▶ DATA TO PROCESS
//! Host scheduler seam for repeating callbacks

use std::{
    collections::BTreeMap,
    fmt,
    sync::{
        atomic::{AtomicU64, Ordering},
        Arc, Mutex, PoisonError,
    },
    time::Duration,
};

/// Opaque handle for one repeating registration
#[derive(Debug, Clone, Copy, PartialEq, Eq, PartialOrd, Ord, Hash)]
pub struct IntervalId(u64);

impl IntervalId {
    pub fn new(raw: u64) -> Self {
        Self(raw)
    }

    pub fn raw(self) -> u64 {
        self.0
    }
}

impl fmt::Display for IntervalId {
    fn fmt(&self, f: &mut fmt::Formatter<'_>) -> fmt::Result {
        write!(f, "interval#{}", self.0)
    }
}

/// Callback invoked on each period, given the id of the registration that fired
pub type IntervalCallback = Arc<dyn Fn(IntervalId) + Send + Sync>;

/// Periodic-invocation API of the host.
pub trait Scheduler: Send + Sync {
    /// Invoke `callback` every `period`, first one period from now.
    fn set_interval(&self, period: Duration, callback: IntervalCallback) -> IntervalId;

    /// Stop future invocations of `id`. Unknown ids are ignored.
    fn clear_interval(&self, id: IntervalId);
}

/// Scheduler whose periods elapse only when the host calls [`ManualScheduler::fire`].
#[derive(Default)]
pub struct ManualScheduler {
    next_id: AtomicU64,
    active: Mutex<BTreeMap<IntervalId, (Duration, IntervalCallback)>>,
}

impl ManualScheduler {
    pub fn new() -> Self {
        Self::default()
    }

    /// Number of live registrations
    pub fn active_count(&self) -> usize {
        self.active.lock().unwrap_or_else(PoisonError::into_inner).len()
    }

    /// Period of a live registration
    pub fn period_of(&self, id: IntervalId) -> Option<Duration> {
        self.active
            .lock()
            .unwrap_or_else(PoisonError::into_inner)
            .get(&id)
            .map(|(period, _)| *period)
    }

    /// Elapse one period: invoke every live registration once.
    ///
    /// Returns how many callbacks ran.
    pub fn fire(&self) -> usize {
        let due: Vec<(IntervalId, IntervalCallback)> = self
            .active
            .lock()
            .unwrap_or_else(PoisonError::into_inner)
            .iter()
            .map(|(id, (_, callback))| (*id, Arc::clone(callback)))
            .collect();

        // Callbacks may register or clear intervals, so none run under the lock
        for (id, callback) in &due {
            callback(*id);
        }
        due.len()
    }
}

impl Scheduler for ManualScheduler {
    fn set_interval(&self, period: Duration, callback: IntervalCallback) -> IntervalId {
        let id = IntervalId::new(self.next_id.fetch_add(1, Ordering::Relaxed));
        self.active
            .lock()
            .unwrap_or_else(PoisonError::into_inner)
            .insert(id, (period, callback));
        id
    }

    fn clear_interval(&self, id: IntervalId) {
        self.active
            .lock()
            .unwrap_or_else(PoisonError::into_inner)
            .remove(&id);
    }
}

#[cfg(test)]
mod tests {
    use super::*;

    #[test]
    fn fire_runs_each_live_registration_once() {
        let scheduler = ManualScheduler::new();
        let hits = Arc::new(AtomicU64::new(0));

        let counter = Arc::clone(&hits);
        let id = scheduler.set_interval(
            Duration::from_secs(1),
            Arc::new(move |_: IntervalId| {
                counter.fetch_add(1, Ordering::SeqCst);
            }),
        );

        assert_eq!(scheduler.active_count(), 1);
        assert_eq!(scheduler.period_of(id), Some(Duration::from_secs(1)));
        assert_eq!(scheduler.fire(), 1);
        assert_eq!(scheduler.fire(), 1);
        assert_eq!(hits.load(Ordering::SeqCst), 2);

        scheduler.clear_interval(id);
        assert_eq!(scheduler.active_count(), 0);
        assert_eq!(scheduler.fire(), 0);
        assert_eq!(hits.load(Ordering::SeqCst), 2);
    }

    #[test]
    fn clearing_an_unknown_id_is_ignored() {
        let scheduler = ManualScheduler::new();
        scheduler.clear_interval(IntervalId::new(42));
        assert_eq!(scheduler.active_count(), 0);
    }
}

▶ WHAT YOU SHOULD DO
Note every line of the entries in which "Ordering" appears, and copy it down.

▶ COMPLETED TASK
        atomic::{AtomicU64, Ordering},
        let id = IntervalId::new(self.next_id.fetch_add(1, Ordering::Relaxed));
                counter.fetch_add(1, Ordering::SeqCst);
        assert_eq!(hits.load(Ordering::SeqCst), 2);
        assert_eq!(hits.load(Ordering::SeqCst), 2);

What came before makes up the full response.